─── Data supplied
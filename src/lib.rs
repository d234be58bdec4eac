// Module declarations for the application's core components
pub mod config;   // Configuration management
pub mod error;    // Error handling and types
pub mod options;  // Command line options parsing
pub mod prelude;  // Common imports and types
pub mod query;    // Encode, exchange, decode
pub mod solarmax; // SolarMax protocol implementation

// Get the package version from Cargo.toml
const CARGO_PKG_VERSION: &str = env!("CARGO_PKG_VERSION");

use crate::prelude::*;
use std::io::Write;

/// Initialise `env_logger` with the given default filter.
///
/// `RUST_LOG` still takes precedence. Calling this twice is harmless.
pub fn init_logging(default_filter: &str) {
    let _ = env_logger::Builder::from_env(env_logger::Env::default().default_filter_or(default_filter))
        .format(|buf, record| {
            writeln!(
                buf,
                "[{} {} {}] {}",
                chrono::Local::now().format("%Y-%m-%dT%H:%M:%S%.3f"),
                record.level(),
                record.module_path().unwrap_or(""),
                record.args()
            )
        })
        .write_style(env_logger::WriteStyle::Never)
        .target(env_logger::Target::Stderr)
        .try_init();
}

/// Writes `CODE: description` for every catalog entry, sorted by code.
pub fn list_metrics<W: Write>(out: &mut W) -> Result<()> {
    for (code, description) in catalog::entries() {
        writeln!(out, "{}: {}", code, description)?;
    }
    Ok(())
}

/// Main application entry point
///
/// Settings are resolved from built-in defaults, the optional config file and
/// finally the command line, then the selected mode runs once.
pub async fn app(options: Options) -> Result<()> {
    let mut config = match &options.config_file {
        Some(file) => Config::new(file)?,
        None => Config::default(),
    };
    config.apply_options(&options);
    config.validate()?;

    init_logging(config.log_filter());

    info!("solarmax-metrics {} starting", CARGO_PKG_VERSION);
    if let Some(file) = &options.config_file {
        info!("Configuration loaded from {}", file);
    }
    config.describe();
    debug!("Mode: {}", options.mode);

    match options.mode {
        Mode::ListMetrics => list_metrics(&mut std::io::stdout().lock()),
        Mode::Loop => {
            warn!("Mode {} will be implemented soon", options.mode);
            Ok(())
        }
        Mode::Query => {
            let transport = TcpTransport::from_config(&config);
            let request = Request::from_list(config.metrics(), config.inverter());

            let json = query::query_json(&transport, &request, config.output())
                .await
                .map_err(|err| {
                    error!("query failed: {}", err);
                    err
                })?;

            println!("{}", json);
            Ok(())
        }
    }
}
──────
> Exercise brief: Return every line above that contains the word "prelude".

> Answer box:
pub mod prelude;  // Common imports and types
use crate::prelude::*;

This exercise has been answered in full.